At first glance, the answer seems to be “not much other than the scale.” The set \(V_B\) tells us about the projection of \(\psi\) onto a \(B\)-dimensional subspace, out of \(N \gg B\) total dimensions. Furthermore, since \(\mathbb{E}[v \cdot \psi] = \sum_{n=1}^N \mathbb{E}[v_n] \psi_n = 0\), the vectors \(v^b\) are, on average, orthogonal to \(\psi\). So we do not expect the projection of \(\psi\) onto the space spanned by \(V_B\) to account for an appreciable proportion of \(|| \psi ||_2\). The set \(V_B\) can estimate the scale \(|| \psi ||_2\), however, since \(\mathrm{Var}(v \cdot \psi) = \sum_{n=1}^N \mathbb{E}[v_n^2] \psi_n^2 = \sum_{n=1}^N \psi_n^2 = ||\psi||_2^2\), and \(\mathrm{Var}(v \cdot \psi)\) can be estimated using the sample variance of \(v^b \cdot \psi\).

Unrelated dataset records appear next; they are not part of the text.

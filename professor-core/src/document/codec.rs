//! Tagged-JSON storage encoding for documents
//!
//! A key starting with a single `$` tags one of the kinds JSON cannot express
//! natively:
//!
//! | Kind | Encoding |
//! |------|----------|
//! | timestamp | `{"$date": "<RFC 3339>"}` |
//! | object id | `{"$oid": "<24 hex chars>"}` |
//! | regex | `{"$regex": "<pattern>", "$options": "<flags>"}` |
//! | binary | `{"$binary": "<hex>", "$type": <subtype>}` |
//! | code | `{"$code": "<source>"}` |
//! | reference | `{"$ref": "<collection>", "$id": <value>}` |
//! | non-finite float | `{"$double": "NaN" \| "Infinity" \| "-Infinity"}` |
//!
//! Document keys that start with `$` (query operators such as `$gt`, or a
//! literal `$date` field) are written with one extra leading `$` and read back
//! without it, so tags and keys never collide. Sanitized documents have no
//! such keys and are written unchanged.

use super::{check_depth, Document, Value};
use crate::error::{Error, Result};
use chrono::{DateTime, SecondsFormat, Utc};
use serde::{Deserialize, Deserializer, Serialize, Serializer};
use serde_json::{json, Map, Number};

/// Encode a document as tagged JSON.
pub fn encode_document(doc: &Document) -> Result<serde_json::Value> {
    encode_document_at(doc, 0)
}

/// Decode a document from tagged JSON.
pub fn decode_document(json: &serde_json::Value) -> Result<Document> {
    match json {
        serde_json::Value::Object(map) => decode_map(map, 0),
        other => Err(Error::Codec(format!("expected object, found {}", other))),
    }
}

/// Encode a document to a JSON string for a storage column.
pub fn to_string(doc: &Document) -> Result<String> {
    Ok(encode_document(doc)?.to_string())
}

/// Decode a document from a JSON string read from a storage column.
pub fn from_str(s: &str) -> Result<Document> {
    let json: serde_json::Value = serde_json::from_str(s)?;
    decode_document(&json)
}

fn encode_document_at(doc: &Document, depth: usize) -> Result<serde_json::Value> {
    check_depth(depth)?;
    let mut map = Map::with_capacity(doc.len());
    for (key, value) in doc {
        map.insert(escape_key(key), encode_value(value, depth)?);
    }
    Ok(serde_json::Value::Object(map))
}

fn encode_value(value: &Value, depth: usize) -> Result<serde_json::Value> {
    Ok(match value {
        Value::Null => serde_json::Value::Null,
        Value::Bool(b) => json!(b),
        Value::Int(i) => json!(i),
        Value::Float(f) => match Number::from_f64(*f) {
            Some(n) => serde_json::Value::Number(n),
            None => json!({ "$double": non_finite_label(*f) }),
        },
        Value::String(s) => json!(s),
        Value::Timestamp(ts) => {
            json!({ "$date": ts.to_rfc3339_opts(SecondsFormat::AutoSi, true) })
        }
        Value::ObjectId(bytes) => json!({ "$oid": hex::encode(bytes) }),
        Value::Regex { pattern, options } => json!({ "$regex": pattern, "$options": options }),
        Value::Binary { subtype, bytes } => json!({ "$binary": hex::encode(bytes), "$type": subtype }),
        Value::Code(code) => json!({ "$code": code }),
        Value::Reference { collection, id } => {
            value.check_scalar()?;
            json!({ "$ref": collection, "$id": encode_value(id, depth)? })
        }
        Value::Document(doc) => encode_document_at(doc, depth + 1)?,
        Value::Array(items) => {
            check_depth(depth + 1)?;
            serde_json::Value::Array(
                items
                    .iter()
                    .map(|v| encode_value(v, depth + 1))
                    .collect::<Result<Vec<_>>>()?,
            )
        }
        Value::Foreign(name) => return Err(Error::UnsupportedType(name.clone())),
    })
}

fn escape_key(key: &str) -> String {
    if key.starts_with('$') {
        format!("${}", key)
    } else {
        key.to_string()
    }
}

fn unescape_key(key: &str) -> String {
    match key.strip_prefix('$') {
        Some(rest) if rest.starts_with('$') => rest.to_string(),
        _ => key.to_string(),
    }
}

fn is_tag(key: &str) -> bool {
    key.starts_with('$') && !key.starts_with("$$")
}

fn non_finite_label(f: f64) -> &'static str {
    if f.is_nan() {
        "NaN"
    } else if f.is_sign_positive() {
        "Infinity"
    } else {
        "-Infinity"
    }
}

fn decode_map(map: &Map<String, serde_json::Value>, depth: usize) -> Result<Document> {
    check_depth(depth)?;
    map.iter()
        .map(|(k, v)| Ok((unescape_key(k), decode_value(v, depth)?)))
        .collect()
}

fn decode_value(json: &serde_json::Value, depth: usize) -> Result<Value> {
    Ok(match json {
        serde_json::Value::Null => Value::Null,
        serde_json::Value::Bool(b) => Value::Bool(*b),
        serde_json::Value::Number(n) => match n.as_i64() {
            Some(i) => Value::Int(i),
            None => Value::Float(n.as_f64().unwrap_or(f64::NAN)),
        },
        serde_json::Value::String(s) => Value::String(s.clone()),
        serde_json::Value::Array(items) => {
            check_depth(depth + 1)?;
            Value::Array(
                items
                    .iter()
                    .map(|v| decode_value(v, depth + 1))
                    .collect::<Result<Vec<_>>>()?,
            )
        }
        serde_json::Value::Object(map) => {
            if map.keys().any(|k| is_tag(k)) {
                decode_tagged(map, depth)?
            } else {
                Value::Document(decode_map(map, depth + 1)?)
            }
        }
    })
}

fn str_field<'a>(map: &'a Map<String, serde_json::Value>, key: &str) -> Result<&'a str> {
    map.get(key)
        .and_then(|v| v.as_str())
        .ok_or_else(|| Error::Codec(format!("tag {} requires a string", key)))
}

fn decode_tagged(map: &Map<String, serde_json::Value>, depth: usize) -> Result<Value> {
    if map.contains_key("$date") {
        let raw = str_field(map, "$date")?;
        let ts = DateTime::parse_from_rfc3339(raw)
            .map_err(|e| Error::Codec(format!("invalid $date {:?}: {}", raw, e)))?;
        return Ok(Value::Timestamp(ts.with_timezone(&Utc)));
    }
    if map.contains_key("$oid") {
        let raw = str_field(map, "$oid")?;
        let bytes = hex::decode(raw).map_err(|e| Error::Codec(format!("invalid $oid: {}", e)))?;
        let id: [u8; 12] = bytes
            .try_into()
            .map_err(|_| Error::Codec(format!("$oid must be 12 bytes: {}", raw)))?;
        return Ok(Value::ObjectId(id));
    }
    if map.contains_key("$regex") {
        return Ok(Value::Regex {
            pattern: str_field(map, "$regex")?.to_string(),
            options: map
                .get("$options")
                .and_then(|v| v.as_str())
                .unwrap_or_default()
                .to_string(),
        });
    }
    if map.contains_key("$binary") {
        let bytes = hex::decode(str_field(map, "$binary")?)
            .map_err(|e| Error::Codec(format!("invalid $binary: {}", e)))?;
        let subtype = map
            .get("$type")
            .and_then(|v| v.as_u64())
            .and_then(|n| u8::try_from(n).ok())
            .unwrap_or(0);
        return Ok(Value::Binary { subtype, bytes });
    }
    if map.contains_key("$code") {
        return Ok(Value::Code(str_field(map, "$code")?.to_string()));
    }
    if map.contains_key("$ref") {
        let id = map
            .get("$id")
            .ok_or_else(|| Error::Codec("$ref without $id".to_string()))?;
        return Ok(Value::Reference {
            collection: str_field(map, "$ref")?.to_string(),
            id: Box::new(decode_value(id, depth)?),
        });
    }
    if map.contains_key("$double") {
        return match str_field(map, "$double")? {
            "NaN" => Ok(Value::Float(f64::NAN)),
            "Infinity" => Ok(Value::Float(f64::INFINITY)),
            "-Infinity" => Ok(Value::Float(f64::NEG_INFINITY)),
            other => Err(Error::Codec(format!("invalid $double: {}", other))),
        };
    }

    let keys: Vec<_> = map.keys().map(String::as_str).collect();
    Err(Error::Codec(format!("unrecognized tagged value with keys {:?}", keys)))
}

impl Serialize for Document {
    fn serialize<S: Serializer>(&self, serializer: S) -> std::result::Result<S::Ok, S::Error> {
        encode_document(self)
            .map_err(serde::ser::Error::custom)?
            .serialize(serializer)
    }
}

impl<'de> Deserialize<'de> for Document {
    fn deserialize<D: Deserializer<'de>>(deserializer: D) -> std::result::Result<Self, D::Error> {
        let json = serde_json::Value::deserialize(deserializer)?;
        decode_document(&json).map_err(serde::de::Error::custom)
    }
}

#[cfg(test)]
mod tests {
    use super::*;
    use chrono::TimeZone;

    fn special_document() -> Document {
        Document::new()
            .with("ts", Utc.with_ymd_and_hms(2011, 9, 19, 15, 8, 1).unwrap())
            .with("_id", Value::ObjectId([7; 12]))
            .with(
                "name",
                Value::Regex {
                    pattern: "^ab".to_string(),
                    options: "i".to_string(),
                },
            )
            .with(
                "blob",
                Value::Binary {
                    subtype: 4,
                    bytes: vec![1, 2, 3],
                },
            )
            .with("fn", Value::Code("function(){}".to_string()))
            .with(
                "owner",
                Value::Reference {
                    collection: "users".to_string(),
                    id: Box::new(Value::Int(123)),
                },
            )
            .with("ratio", f64::INFINITY)
            .with("nested", Document::new().with("list", vec![Value::Int(1), Value::Float(2.5)]))
    }

    #[test]
    fn test_special_kinds_survive_storage() {
        let doc = special_document();
        let stored = to_string(&doc).unwrap();
        let restored = from_str(&stored).unwrap();
        assert_eq!(restored, doc);
    }

    #[test]
    fn test_tagged_layout() {
        let doc = Document::new().with("_id", Value::ObjectId([0; 12]));
        let json = encode_document(&doc).unwrap();
        assert_eq!(json, json!({"_id": {"$oid": "000000000000000000000000"}}));
    }

    #[test]
    fn test_operator_keys_survive_storage() {
        let doc = Document::new()
            .with("age", Document::new().with("$gt", 21))
            .with("$date", "not a timestamp")
            .with("$", Document::new().with("$$x", 1));
        let json = encode_document(&doc).unwrap();
        assert_eq!(
            json,
            json!({"age": {"$$gt": 21}, "$$date": "not a timestamp", "$$": {"$$$x": 1}})
        );
        assert_eq!(decode_document(&json).unwrap(), doc);
    }

    #[test]
    fn test_sanitized_keys_written_unchanged() {
        let doc = Document::new().with("_$_in", vec![Value::Int(1)]);
        let json = encode_document(&doc).unwrap();
        assert_eq!(json, json!({"_$_in": [1]}));
    }

    #[test]
    fn test_encode_rejects_foreign() {
        let doc = Document::new().with("a", Value::Foreign("MaxKey".to_string()));
        match encode_document(&doc) {
            Err(Error::UnsupportedType(name)) => assert_eq!(name, "MaxKey"),
            other => panic!("expected UnsupportedType, got {:?}", other),
        }
    }

    #[test]
    fn test_decode_rejects_unknown_tag() {
        let json = json!({"a": {"$numberDecimal": "1.5"}});
        assert!(matches!(decode_document(&json), Err(Error::Codec(_))));
    }

    #[test]
    fn test_decode_rejects_non_object() {
        assert!(matches!(decode_document(&json!([1, 2])), Err(Error::Codec(_))));
    }
}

Note that the bootstrap is very similar to drawing \(v_n + 1 \sim \mathrm{Poisson}(1)\); the proper bootstrap actually has some correlation between different entries due to the constraint \(\sum_{n=1}^N v_n = 1\), but this correlation is of order \(1/N\) and can be neglected for simplicity in the present argument. The argument of the previous paragraph implies that the bootstrap effectively randomly projects \(\psi\) onto a very low-dimensional subspace, presumably losing most of its detail in doing so. It also makes sense that the bootstrap can tell us about \(||\psi||_2\) — recall that \(||\psi||_2\) consistently estimates the variance of the limiting distribution of our statistic, a quantity that we know the bootstrap is also able to estimate.

Recall that the AMIP from our paper is \(-\sum_{n=1}^{\lfloor \alpha N \rfloor} \psi_{(n)}\), where \(\psi_{(n)}\) is the \(n\)-th sorted entry of the \(\psi\) vector. From the argument sketch above I conjecture that the bootstrap distribution actually doesn’t convey much information about the AMIP other than the limiting variance. In particular, in the terms of our paper, I conjecture that the bootstrap can tell us about the “noise” of AMIP but not the “shape.”

Incidentally, the above perspective is also relevant for situations where we cannot form and / or invert the full Hessian matrix \(H\), and so cannot compute \(\psi\) directly. If we imagine sketching \(H^{-1}\), e.g. by using the conjugate gradient method applied to random vectors, we would run into a problem conceptually quite similar to the bootstrap. It’s interesting to think about how one could improve on random sampling in such a case.